(Collected data)
■ ■ ■ ■
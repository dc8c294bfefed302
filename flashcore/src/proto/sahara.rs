// SPDX-FileCopyrightText: 2025 The flashcore Authors
// SPDX-License-Identifier: GPL-3.0-or-later

//! Sahara protocol (Qualcomm stage 1).
//!
//! The target drives: it sends `HELLO`, then pulls slices of the Firehose
//! programmer with `READ_DATA`/`READ_DATA_64` until `END_TRANSFER`. The
//! host is a slice server. Image id 13 (the EDL programmer) is the only
//! id we agree to serve.

use crate::error::{Error, ProtocolError, Result};
use crate::event::{CancelToken, Events};
use crate::framer::sahara::{
    hello_resp, Hello, ReadData, SaharaPacket, CMD_DONE, CMD_DONE_RESP, CMD_END_TRANSFER,
    CMD_HELLO, CMD_READ_DATA, CMD_READ_DATA_64,
};
use crate::proto::{FRAME_TIMEOUT, HANDSHAKE_DEADLINE};
use crate::transport::Transport;

/// The only mode we ever select: image transfer pending.
pub const MODE_IMAGE_TX_PENDING: u32 = 1;

/// Sahara protocol version we speak.
pub const PROTOCOL_VERSION: u32 = 2;

/// The EDL programmer image id.
pub const IMAGE_ID_EDL: u64 = 13;

/// Identity collected on the way into Firehose.
#[derive(Debug, Clone, Default, PartialEq, Eq)]
pub struct QcDeviceInfo {
    pub chip_serial: u64,
    pub pk_hash: Vec<u8>,
    pub hw_id: u64,
    pub msm_id: u32,
}

/// Outcome of a completed programmer upload.
#[derive(Debug, Clone, Copy, PartialEq, Eq)]
pub struct UploadSummary {
    pub bytes_served: u64,
    pub requests: u32,
}

fn read_packet(transport: &mut dyn Transport) -> Result<SaharaPacket> {
    let header = transport.read_exact_timeout(8, HANDSHAKE_DEADLINE)?;
    let length = u32::from_le_bytes(header[4..8].try_into().unwrap()) as usize;
    if length < 8 {
        return Err(ProtocolError::Unsupported(format!("sahara length {length}")).into());
    }
    let mut raw = header;
    raw.extend(transport.read_exact_timeout(length - 8, FRAME_TIMEOUT)?);
    let (pkt, _) = SaharaPacket::parse(&raw)?;
    Ok(pkt)
}

fn send_packet(transport: &mut dyn Transport, pkt: &SaharaPacket) -> Result<()> {
    transport.write_all(&pkt.encode())?;
    transport.flush()?;
    Ok(())
}

/// Serve the programmer to the target until it jumps into Firehose.
pub fn serve_programmer(
    transport: &mut dyn Transport,
    programmer: &[u8],
    events: &Events,
    cancel: &CancelToken,
) -> Result<UploadSummary> {
    let mut served: u64 = 0;
    let mut requests: u32 = 0;
    let mut greeted = false;

    loop {
        cancel.check(served)?;
        let pkt = read_packet(transport)?;
        match pkt.command {
            CMD_HELLO => {
                let hello = Hello::parse(&pkt)?;
                events.debug(format!(
                    "sahara hello: version {} mode {}",
                    hello.version, hello.mode
                ));
                let mut reply = hello;
                reply.version = PROTOCOL_VERSION;
                send_packet(transport, &hello_resp(&reply, MODE_IMAGE_TX_PENDING))?;
                greeted = true;
            }
            CMD_READ_DATA | CMD_READ_DATA_64 if greeted => {
                let req = ReadData::parse(&pkt)?;
                if req.image_id != IMAGE_ID_EDL {
                    return Err(ProtocolError::ProtocolAbort(req.image_id as u32).into());
                }
                let slice = programmer_slice(programmer, req.offset, req.length)?;
                transport.write_all(&slice)?;
                transport.flush()?;
                served += slice.len() as u64;
                requests += 1;
                events.progress(served.min(programmer.len() as u64), programmer.len() as u64);
            }
            CMD_END_TRANSFER if greeted => {
                let status = pkt.body_u32(1)?;
                if status != 0 {
                    return Err(ProtocolError::ProtocolAbort(status).into());
                }
                send_packet(transport, &SaharaPacket::new(CMD_DONE, Vec::new()))?;
                let done = read_packet(transport)?;
                if done.command != CMD_DONE_RESP {
                    return Err(ProtocolError::UnexpectedState("awaiting DONE_RESP").into());
                }
                events.info(format!(
                    "programmer accepted: {served} bytes in {requests} reads"
                ));
                return Ok(UploadSummary {
                    bytes_served: served,
                    requests,
                });
            }
            _ => {
                return Err(Error::from(ProtocolError::UnexpectedState(
                    "sahara command out of order",
                )))
            }
        }
    }
}

/// Slice the programmer, zero-padding reads past the end of the image
/// (targets round the final request up to their block size).
fn programmer_slice(programmer: &[u8], offset: u64, length: u64) -> Result<Vec<u8>> {
    let offset = offset as usize;
    let length = length as usize;
    if offset >= programmer.len() {
        return Err(ProtocolError::Unsupported(format!(
            "read past programmer end: offset {offset:#x}"
        ))
        .into());
    }
    let end = (offset + length).min(programmer.len());
    let mut slice = programmer[offset..end].to_vec();
    slice.resize(length, 0);
    Ok(slice)
}
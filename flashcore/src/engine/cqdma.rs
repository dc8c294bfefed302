// SPDX-FileCopyrightText: 2025 The flashcore Authors
// SPDX-License-Identifier: GPL-3.0-or-later

//! CQDMA: the crypto-queue DMA engine, repurposed for arbitrary memory
//! access. The engine copies physical memory without consulting the BROM
//! security blacklist, so a DMA through an always-writable scratch buffer
//! turns `read32`/`write32` into full-range primitives.

use std::time::Duration;

use crate::engine::{poll_set, MemAccess};
use crate::error::Result;

// Register offsets from the per-chip base.
const REG_INT_FLAG: u32 = 0x00;
const REG_INT_EN: u32 = 0x04;
const REG_EN: u32 = 0x08;
const REG_RESET: u32 = 0x0C;
const REG_STOP: u32 = 0x10;
const REG_FLUSH: u32 = 0x14;
const REG_CON: u32 = 0x18;
const REG_SRC: u32 = 0x1C;
const REG_DST: u32 = 0x20;
const REG_LEN: u32 = 0x24;

/// 16-byte burst, 32-bit word size.
const CON_BURST16_WORD32: u32 = 0x0007_0002;

/// DMA transfer unit.
pub const CHUNK: usize = 16;

const COMPLETION_TIMEOUT: Duration = Duration::from_secs(1);

/// One blacklist entry: `{flags, _, start, end}`.
const BLACKLIST_ENTRY_WORDS: u32 = 4;
/// Entries per table.
const BLACKLIST_ENTRIES: u32 = 8;

/// CQDMA driver over a word-access seam.
pub struct Cqdma<'m> {
    base: u32,
    scratch: u32,
    mem: &'m mut dyn MemAccess,
}

impl<'m> Cqdma<'m> {
    pub fn new(mem: &'m mut dyn MemAccess, base: u32, scratch: u32) -> Self {
        Cqdma { base, scratch, mem }
    }

    /// Stop, reset and clear pending interrupts.
    pub fn init(&mut self) -> Result<()> {
        self.mem.write32(self.base + REG_STOP, 1)?;
        self.mem.write32(self.base + REG_RESET, 1)?;
        self.mem.write32(self.base + REG_FLUSH, 1)?;
        self.mem.write32(self.base + REG_INT_EN, 0)?;
        self.mem.write32(self.base + REG_INT_FLAG, 0)?;
        Ok(())
    }

    /// One DMA copy of up to [`CHUNK`] bytes.
    fn transfer(&mut self, src: u32, dst: u32, len: u32) -> Result<()> {
        self.mem.write32(self.base + REG_SRC, src)?;
        self.mem.write32(self.base + REG_DST, dst)?;
        self.mem.write32(self.base + REG_LEN, len)?;
        self.mem.write32(self.base + REG_CON, CON_BURST16_WORD32)?;
        self.mem.write32(self.base + REG_EN, 1)?;
        poll_set(
            self.mem,
            self.base + REG_INT_FLAG,
            1,
            COMPLETION_TIMEOUT,
            "cqdma transfer",
        )?;
        self.mem.write32(self.base + REG_INT_FLAG, 0)?;
        self.mem.write32(self.base + REG_STOP, 1)?;
        Ok(())
    }

    /// Read arbitrary memory by bouncing it through the scratch buffer.
    ///
    /// Words are assembled little-endian (ARM convention).
    pub fn read_mem(&mut self, addr: u32, len: usize) -> Result<Vec<u8>> {
        let mut out = Vec::with_capacity(len);
        let mut done = 0usize;
        while done < len {
            let take = (len - done).min(CHUNK);
            self.transfer(addr + done as u32, self.scratch, take as u32)?;
            let mut chunk = [0u8; CHUNK];
            for w in 0..take.div_ceil(4) {
                let word = self.mem.read32(self.scratch + (w as u32) * 4)?;
                chunk[w * 4..w * 4 + 4].copy_from_slice(&word.to_le_bytes());
            }
            out.extend_from_slice(&chunk[..take]);
            done += take;
        }
        Ok(out)
    }

    /// Write arbitrary memory through the scratch buffer.
    pub fn write_mem(&mut self, addr: u32, data: &[u8]) -> Result<()> {
        let mut done = 0usize;
        while done < data.len() {
            let take = (data.len() - done).min(CHUNK);
            let mut chunk = [0u8; CHUNK];
            chunk[..take].copy_from_slice(&data[done..done + take]);
            for w in 0..take.div_ceil(4) {
                let word = u32::from_le_bytes(chunk[w * 4..w * 4 + 4].try_into().unwrap());
                self.mem.write32(self.scratch + (w as u32) * 4, word)?;
            }
            self.transfer(self.scratch, addr + done as u32, take as u32)?;
            done += take;
        }
        Ok(())
    }

    /// Disarm a security-range blacklist table: every entry's start and
    /// end are zeroed through the DMA itself (which the blacklist does
    /// not bind).
    pub fn disable_blacklist(&mut self, table_addr: u32) -> Result<()> {
        for entry in 0..BLACKLIST_ENTRIES {
            let entry_addr = table_addr + entry * BLACKLIST_ENTRY_WORDS * 4;
            let zeros = [0u8; 8];
            // start and end live in words 2 and 3.
            self.write_mem(entry_addr + 8, &zeros)?;
        }
        Ok(())
    }

    /// True once every entry in the table reads back start == end == 0.
    pub fn blacklist_disarmed(&mut self, table_addr: u32) -> Result<bool> {
        for entry in 0..BLACKLIST_ENTRIES {
            let entry_addr = table_addr + entry * BLACKLIST_ENTRY_WORDS * 4;
            let bytes = self.read_mem(entry_addr + 8, 8)?;
            if bytes.iter().any(|&b| b != 0) {
                return Ok(false);
            }
        }
        Ok(true)
    }
}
■ ■ ■ ■
__Instructions to follow__: Keep only those lines of the records that hold "filename", and return them.

__Problem solution__:
filename flashcore/src/proto/sahara.rs
filename flashcore/src/engine/cqdma.rs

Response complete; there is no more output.